Finally we sought to validate that representative genes were in fact preferentially expressed in stroma by PCR. In addition, to test the translational relevance, we utilized independent cases from a formalin-fixed and paraffin-embedded (FFPE) clinical collection. Gene expression was assessed by a modified quantitative PCR procedure (Materials and Methods). In a limited survey, four genes were found to have reliably preserved short amplicons. Blocks of sixty three tumor cases were examined and tumor and stroma regions in H & E sections were demarcated by a pathologist (DAM). Punches were removed from adjacent unstained sections and used for PCR for 63 tumor portions and 38 stroma portions. For all four genes, highly significant preferential expression in stroma was observed (Table S4). These results for independent cases and by an independent method further support the preferential expression of these genes in tumor stroma and further argue that the classifier may be adapted to clinical biopsies preserved in FFPE, the standard method of archiving patient biopsies.
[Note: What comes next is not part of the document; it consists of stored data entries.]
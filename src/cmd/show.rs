//! Terminal table and legend commands

use anyhow::Result;

use standings::config::DataOverrides;
use standings::criteria::SortCriteria;
use standings::filter::ZoneFilter;
use standings::formatters;
use standings::standings::StandingsView;

use super::load_league;

/// Options for `standings show`
#[derive(Debug, Clone, Default)]
pub struct ShowOptions {
    pub sort: Option<SortCriteria>,
    pub zone: Option<String>,
    pub search: Option<String>,
    pub json: bool,
}

/// Print the standings table
pub fn cmd_show(opts: ShowOptions, overrides: &DataOverrides) -> Result<()> {
    let (config, data) = load_league(overrides)?;

    let mut query = config.default_query();
    if let Some(sort) = opts.sort {
        query.criteria = sort;
    }
    if let Some(zone) = opts.zone.as_deref() {
        let filter = ZoneFilter::from_key(zone);
        if let ZoneFilter::Zone(key) = &filter {
            if filter.zone_keys().iter().all(|k| data.zones.find(k).is_none()) {
                anyhow::bail!(
                    "Unknown zone '{}'. Run `standings legend` to list zones.",
                    key
                );
            }
        }
        query.filter = filter;
    }
    if let Some(search) = opts.search {
        query = query.with_search(search);
    }

    let view = StandingsView::build(&data, &query, &config.labels);

    if opts.json {
        println!("{}", serde_json::to_string_pretty(&view)?);
    } else {
        println!(
            "{}",
            formatters::format_standings(&view, &config.labels.no_results)
        );
    }

    Ok(())
}

/// Print zones with their position sets
pub fn cmd_legend(overrides: &DataOverrides) -> Result<()> {
    let (_config, data) = load_league(overrides)?;
    println!("{}", formatters::format_zones(&data.zones));
    Ok(())
}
Finally, we also reviewed two recent studies describing expression analysis results for subclasses of the stroma of prostate cancer (16, 17), which showed consistent findings (see Supplement). In particular the 339 probe sets (Affymetrix arrays) we identified map to 557 genes on Agilent arrays which have been used for deriving profiles for “reactive” stroma, a special case of adjacent stroma associated with poor outcome disease (17). A total of 31 genes or probe sets appeared to be concordant (in terms of gene identity and the direction of expression alteration) between the 339 probe sets (Affymetrix arrays) we identified in this study and the 557 mapped genes (Agilent arrays) in the “reactive” stroma study (17) with P value = 0.0001 (Table S2). The formation of this stroma in prostate cancer has been associated with poor prognosis, suggesting that given that reactive stroma has been associated with poor prognosis (32), it is possible that some diagnostic markers in stroma could also be of prognostic interest.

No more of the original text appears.